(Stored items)
◆ ◆ ◆ ◆

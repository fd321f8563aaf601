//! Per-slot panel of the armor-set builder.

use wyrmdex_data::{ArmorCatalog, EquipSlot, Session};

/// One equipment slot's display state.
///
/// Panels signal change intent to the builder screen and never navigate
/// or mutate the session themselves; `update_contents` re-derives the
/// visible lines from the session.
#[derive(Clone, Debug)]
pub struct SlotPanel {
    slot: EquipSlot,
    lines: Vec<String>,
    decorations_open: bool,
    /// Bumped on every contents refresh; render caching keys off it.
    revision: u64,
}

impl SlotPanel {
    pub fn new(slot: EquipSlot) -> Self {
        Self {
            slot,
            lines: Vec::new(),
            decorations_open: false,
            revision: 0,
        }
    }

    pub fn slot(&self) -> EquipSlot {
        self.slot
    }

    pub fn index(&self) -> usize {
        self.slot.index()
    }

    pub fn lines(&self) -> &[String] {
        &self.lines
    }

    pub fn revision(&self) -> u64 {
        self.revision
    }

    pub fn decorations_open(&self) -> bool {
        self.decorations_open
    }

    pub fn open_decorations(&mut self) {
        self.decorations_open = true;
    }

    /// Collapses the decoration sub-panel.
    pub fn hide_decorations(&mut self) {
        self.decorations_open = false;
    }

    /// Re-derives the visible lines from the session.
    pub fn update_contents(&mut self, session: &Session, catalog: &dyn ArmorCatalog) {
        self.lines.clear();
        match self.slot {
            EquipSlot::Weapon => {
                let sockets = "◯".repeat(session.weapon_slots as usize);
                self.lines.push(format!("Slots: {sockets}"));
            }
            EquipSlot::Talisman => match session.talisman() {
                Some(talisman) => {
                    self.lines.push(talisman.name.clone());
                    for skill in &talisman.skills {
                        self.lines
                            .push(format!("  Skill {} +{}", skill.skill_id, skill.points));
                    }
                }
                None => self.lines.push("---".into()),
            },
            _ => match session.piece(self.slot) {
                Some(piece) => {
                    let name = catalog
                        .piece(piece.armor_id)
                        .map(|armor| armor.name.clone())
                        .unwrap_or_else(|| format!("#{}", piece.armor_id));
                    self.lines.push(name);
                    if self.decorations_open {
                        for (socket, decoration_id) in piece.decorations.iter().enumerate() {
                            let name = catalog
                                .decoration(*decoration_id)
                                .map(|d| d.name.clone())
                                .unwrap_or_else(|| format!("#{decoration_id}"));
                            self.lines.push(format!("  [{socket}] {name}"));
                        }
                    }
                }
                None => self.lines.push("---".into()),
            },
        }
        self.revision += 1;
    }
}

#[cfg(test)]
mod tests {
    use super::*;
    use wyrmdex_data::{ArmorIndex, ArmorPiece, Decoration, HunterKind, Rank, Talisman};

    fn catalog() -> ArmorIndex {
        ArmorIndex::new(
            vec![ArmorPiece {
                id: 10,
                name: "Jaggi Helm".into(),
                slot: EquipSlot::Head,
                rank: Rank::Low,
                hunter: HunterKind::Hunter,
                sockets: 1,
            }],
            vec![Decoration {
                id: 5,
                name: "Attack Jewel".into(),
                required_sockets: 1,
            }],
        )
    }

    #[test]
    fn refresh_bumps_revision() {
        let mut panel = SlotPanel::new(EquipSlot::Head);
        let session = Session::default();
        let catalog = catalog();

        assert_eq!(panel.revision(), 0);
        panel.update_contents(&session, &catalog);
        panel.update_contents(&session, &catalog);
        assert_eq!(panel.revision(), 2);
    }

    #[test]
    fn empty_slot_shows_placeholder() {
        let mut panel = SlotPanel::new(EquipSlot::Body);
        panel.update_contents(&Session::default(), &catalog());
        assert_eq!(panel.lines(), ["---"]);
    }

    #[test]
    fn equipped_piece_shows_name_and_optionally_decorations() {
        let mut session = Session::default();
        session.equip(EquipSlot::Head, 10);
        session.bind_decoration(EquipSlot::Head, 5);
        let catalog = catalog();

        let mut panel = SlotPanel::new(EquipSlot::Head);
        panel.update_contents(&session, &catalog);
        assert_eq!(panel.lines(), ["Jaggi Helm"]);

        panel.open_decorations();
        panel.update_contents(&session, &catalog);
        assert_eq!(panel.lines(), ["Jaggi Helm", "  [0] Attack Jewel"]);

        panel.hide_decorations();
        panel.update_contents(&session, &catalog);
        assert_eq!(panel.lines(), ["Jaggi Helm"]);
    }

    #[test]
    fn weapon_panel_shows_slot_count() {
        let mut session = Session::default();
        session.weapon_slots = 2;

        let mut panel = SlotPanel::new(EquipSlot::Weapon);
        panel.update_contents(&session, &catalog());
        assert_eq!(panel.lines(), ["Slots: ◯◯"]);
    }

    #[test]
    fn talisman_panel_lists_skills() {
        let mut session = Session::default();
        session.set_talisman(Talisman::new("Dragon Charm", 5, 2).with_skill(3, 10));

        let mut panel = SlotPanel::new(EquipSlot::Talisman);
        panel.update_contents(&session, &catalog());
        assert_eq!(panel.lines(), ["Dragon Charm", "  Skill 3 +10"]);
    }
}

◆ ◆ ◆ ◆

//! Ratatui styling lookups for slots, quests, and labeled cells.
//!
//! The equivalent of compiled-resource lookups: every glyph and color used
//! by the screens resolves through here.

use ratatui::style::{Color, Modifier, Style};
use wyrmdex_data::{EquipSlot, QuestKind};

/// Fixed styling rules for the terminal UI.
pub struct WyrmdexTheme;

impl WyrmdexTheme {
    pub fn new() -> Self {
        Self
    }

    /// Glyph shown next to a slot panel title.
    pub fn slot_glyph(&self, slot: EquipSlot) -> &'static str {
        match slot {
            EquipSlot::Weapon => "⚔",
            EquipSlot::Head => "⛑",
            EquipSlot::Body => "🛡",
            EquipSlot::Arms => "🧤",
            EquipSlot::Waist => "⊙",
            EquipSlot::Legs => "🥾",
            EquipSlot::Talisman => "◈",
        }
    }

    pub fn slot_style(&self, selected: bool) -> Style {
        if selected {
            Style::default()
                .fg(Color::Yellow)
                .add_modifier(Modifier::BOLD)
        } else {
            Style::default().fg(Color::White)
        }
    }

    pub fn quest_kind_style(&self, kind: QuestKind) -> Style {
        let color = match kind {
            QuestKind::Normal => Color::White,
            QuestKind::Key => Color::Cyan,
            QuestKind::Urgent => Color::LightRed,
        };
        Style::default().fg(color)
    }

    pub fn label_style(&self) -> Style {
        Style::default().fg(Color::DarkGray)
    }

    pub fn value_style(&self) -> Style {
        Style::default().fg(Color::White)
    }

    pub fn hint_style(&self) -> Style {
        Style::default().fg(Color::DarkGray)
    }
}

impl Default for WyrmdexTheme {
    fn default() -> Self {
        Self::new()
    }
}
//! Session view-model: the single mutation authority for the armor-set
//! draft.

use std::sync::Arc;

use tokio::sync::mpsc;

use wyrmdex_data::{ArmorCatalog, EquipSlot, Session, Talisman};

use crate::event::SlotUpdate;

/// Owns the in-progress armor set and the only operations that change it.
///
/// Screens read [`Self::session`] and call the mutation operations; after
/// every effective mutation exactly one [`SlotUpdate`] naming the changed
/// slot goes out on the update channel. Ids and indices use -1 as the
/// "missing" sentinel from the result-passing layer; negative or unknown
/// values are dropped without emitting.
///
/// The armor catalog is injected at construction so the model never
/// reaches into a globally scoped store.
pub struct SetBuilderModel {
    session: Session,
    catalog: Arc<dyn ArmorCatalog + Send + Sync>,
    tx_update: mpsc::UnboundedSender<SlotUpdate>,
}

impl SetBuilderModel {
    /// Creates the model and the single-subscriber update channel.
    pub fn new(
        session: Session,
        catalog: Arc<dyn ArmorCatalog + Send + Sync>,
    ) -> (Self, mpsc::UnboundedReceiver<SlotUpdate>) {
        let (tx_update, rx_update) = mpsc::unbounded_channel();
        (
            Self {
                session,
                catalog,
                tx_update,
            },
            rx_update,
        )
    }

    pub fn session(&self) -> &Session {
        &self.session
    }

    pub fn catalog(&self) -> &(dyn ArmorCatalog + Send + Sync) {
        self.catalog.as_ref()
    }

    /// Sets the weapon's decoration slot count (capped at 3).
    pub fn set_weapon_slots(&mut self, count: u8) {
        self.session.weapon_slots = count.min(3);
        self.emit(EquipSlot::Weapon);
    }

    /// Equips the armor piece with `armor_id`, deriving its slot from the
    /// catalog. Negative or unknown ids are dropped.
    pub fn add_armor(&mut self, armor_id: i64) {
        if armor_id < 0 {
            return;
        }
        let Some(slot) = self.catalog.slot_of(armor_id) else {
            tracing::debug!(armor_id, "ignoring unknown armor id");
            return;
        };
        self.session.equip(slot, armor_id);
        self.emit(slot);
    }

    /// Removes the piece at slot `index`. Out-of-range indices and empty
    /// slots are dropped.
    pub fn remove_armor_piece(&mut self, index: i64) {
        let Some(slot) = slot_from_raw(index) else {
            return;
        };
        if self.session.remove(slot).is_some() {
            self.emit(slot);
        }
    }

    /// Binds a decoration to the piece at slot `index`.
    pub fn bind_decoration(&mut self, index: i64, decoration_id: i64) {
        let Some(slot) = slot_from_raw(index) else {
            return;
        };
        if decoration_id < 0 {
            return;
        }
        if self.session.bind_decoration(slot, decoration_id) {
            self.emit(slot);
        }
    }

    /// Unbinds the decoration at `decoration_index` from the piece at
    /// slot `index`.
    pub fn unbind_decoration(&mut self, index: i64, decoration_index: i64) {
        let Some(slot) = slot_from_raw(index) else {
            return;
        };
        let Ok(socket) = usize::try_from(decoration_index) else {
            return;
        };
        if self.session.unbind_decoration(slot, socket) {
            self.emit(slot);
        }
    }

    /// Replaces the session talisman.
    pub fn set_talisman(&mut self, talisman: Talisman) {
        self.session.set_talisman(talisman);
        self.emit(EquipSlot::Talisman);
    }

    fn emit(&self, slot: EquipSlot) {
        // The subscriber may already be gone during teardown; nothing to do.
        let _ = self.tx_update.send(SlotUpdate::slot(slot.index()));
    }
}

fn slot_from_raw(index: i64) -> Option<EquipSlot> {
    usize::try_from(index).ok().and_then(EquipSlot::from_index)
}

◆ ◆ ◆ ◆

[Assignment] Check each line above for the string "every" and show the ones that have it.

[Solution for this problem]
    /// Bumped on every contents refresh; render caching keys off it.
//! The equivalent of compiled-resource lookups: every glyph and color used
/// every effective mutation exactly one [`SlotUpdate`] naming the changed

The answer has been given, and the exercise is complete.